Companies in the package goods business, such as Coca-Cola, Colgate-Palmolive and Pepsi want to make sure their digital assets are used throughout their distribution channels to enhance their brands. But these companies have to maintain a delicate balancing act.
They want to ensure the most effective downstream usage of these marketing materials, while also maintaining usage restrictions across countless iterations of these assets. With materials being created, used and updated on a daily basis, ensuring their consistency across thousands of products represents a critical challenge.
It’s the Law
In addition to logistical concerns, a rise in compliance issues is also fueling interest in DAM products. With laws becoming stricter, companies need to put checks in place and make sure that they are protecting important corporate data.
In the health care market, the Health Insurance Portability and Accountability Act of 1996 requires that all patient healthcare information be protected to ensure privacy and confidentiality when electronically stored, maintained, or transmitted. The Gramm-Leach-Bliley Act mandates privacy and protection of customer records maintained by financial institutions. In the wake of recent financial scandals, the Sarbanes-Oxley Act of 2002 requires public companies to validate the accuracy and the integrity of their financial data.
The tools perform four functions that help corporations maximize use of their digital assets and ensure compliance with an ever-widening array of regulations. DAM systems enable employees and third parties to search, retrieve, view and analyze various forms of digital content. These products’ brand asset management features control the reuse of the digital media elements internally. They streamline the distribution of digital media as it flows through the supply chain from business partners to consumers. The tools track content reuse as companies launch various types of advertising campaigns and develop different marketing materials and then ensure that those items are used properly, both internally and externally.
DAM systems feature central repositories that store information. Users can search for and select any asset via a variety of criteria; format, edit or refine the asset for additional usages; and distribute it for print, broadcast and Web-based applications from their desktop. The products automate the distribution process by embedding information that defines the asset, such as the specific product being showcased, usage restrictions and native formatting, directly within the assets so they can be automatically delivered in the appropriate format to the proper parties.
The Bottom Line
As a result, the tools can save companies money. “A number of firms have small departments with half a dozen or so employees whose sole responsibility to help ensure proper use of brand items” IDC’s Duhl told TechNewsWorld. “Rather than have employees download a logo and ship it to a partner, a firm can allow the partner to access the information on a self-service basis.”
As interest in these products has been rising, the market has been changing. “There was a lot of hype a few years ago about how quickly these tools would gain acceptance, but that has not turned out to be the case,” said Lou Latham, a principal industry analyst with market research firm Gartner Group Inc.

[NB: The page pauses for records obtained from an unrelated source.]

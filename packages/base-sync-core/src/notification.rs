//! Sequence-numbered change batches delivered over the change channel.

use serde::{Deserialize, Serialize};
use serde_json::Value;

use crate::change::WireChange;
use crate::error::Result;

/// Emission time of a notification; the server may send epoch millis or text.
#[derive(Debug, Clone, PartialEq, Eq, Serialize, Deserialize)]
#[serde(untagged)]
pub enum Timestamp {
    Millis(i64),
    Text(String),
}

/// One batch of changes, applied as a unit.
#[derive(Debug, Clone, PartialEq, Eq, Serialize, Deserialize)]
#[serde(rename_all = "camelCase")]
pub struct SyncNotification {
    /// Strictly increasing per base.
    pub number: u64,
    #[serde(default, skip_serializing_if = "Option::is_none")]
    pub timestamp: Option<Timestamp>,
    #[serde(default)]
    pub changes: Vec<WireChange>,
}

impl SyncNotification {
    pub fn new(number: u64, changes: Vec<WireChange>) -> Self {
        Self {
            number,
            timestamp: None,
            changes,
        }
    }

    /// Decodes a raw event message.
    pub fn from_value(value: Value) -> Result<Self> {
        Ok(serde_json::from_value(value)?)
    }

    pub fn is_empty(&self) -> bool {
        self.changes.is_empty()
    }
}

#[cfg(test)]
mod tests {
    use super::*;
    use crate::change::{Operation, ResourceKind};
    use crate::error::SyncError;
    use ntest::timeout;
    use serde_json::json;

    #[test]
    #[timeout(1000)]
    fn test_decode_notification() {
        let notification = SyncNotification::from_value(json!({
            "number": 4,
            "timestamp": 1700000000000i64,
            "changes": [
                { "type": "delete", "resourceAddress": { "is": "table", "tableId": "T1" } },
                { "type": "rename", "resourceAddress": { "is": "table", "tableId": "T1" } }
            ]
        }))
        .unwrap();

        assert_eq!(notification.number, 4);
        assert_eq!(notification.timestamp, Some(Timestamp::Millis(1_700_000_000_000)));
        assert_eq!(notification.changes.len(), 2);
        assert_eq!(notification.changes[0].operation, Some(Operation::Delete));
        assert_eq!(
            notification.changes[1].operation,
            Some(Operation::Unknown("rename".to_string()))
        );
        assert_eq!(
            notification.changes[1].resource_address.is,
            Some(ResourceKind::Table)
        );
    }

    #[test]
    #[timeout(1000)]
    fn test_text_timestamp_and_missing_changes() {
        let notification = SyncNotification::from_value(json!({
            "number": 1,
            "timestamp": "2024-05-01T10:00:00Z"
        }))
        .unwrap();
        assert!(notification.is_empty());
        assert!(matches!(notification.timestamp, Some(Timestamp::Text(_))));
    }

    #[test]
    #[timeout(1000)]
    fn test_missing_number_is_a_decode_error() {
        let err = SyncNotification::from_value(json!({ "changes": [] })).unwrap_err();
        assert!(matches!(err, SyncError::Decode(_)));
    }
}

Initially, the tools did not work with all types of information, leading to complaints about the difficulty in implementing them.
As start-up vendors addressed those problems, sales rose and attracted established suppliers. “There has been significant consolidation recently with many of the start-up DAM vendors have been purchased by large companies,” Gartner Group’s Latham told TechNewsWorld. Interwoven purchased MediaBin, Open Text acquired Artestia, and Stellent bought Ancept. Many of the purchasers offer enterprise content management systems, which monitor digital assets from inception through delivery. “Bringing DAM under ECM would simplify asset management for many large companies,” said Gartner’s Latham.
So DAM tools stand at a crossroads: they are gaining interest, but it is unclear whether they will remain a stand-alone product category or be bundled in other systems. “I anticipate that many large companies will eventually bring DAM systems under ECM, but there will still be small firms and select types of companies that will prefer the stand-alone products,” concluded IDC’s Duhl.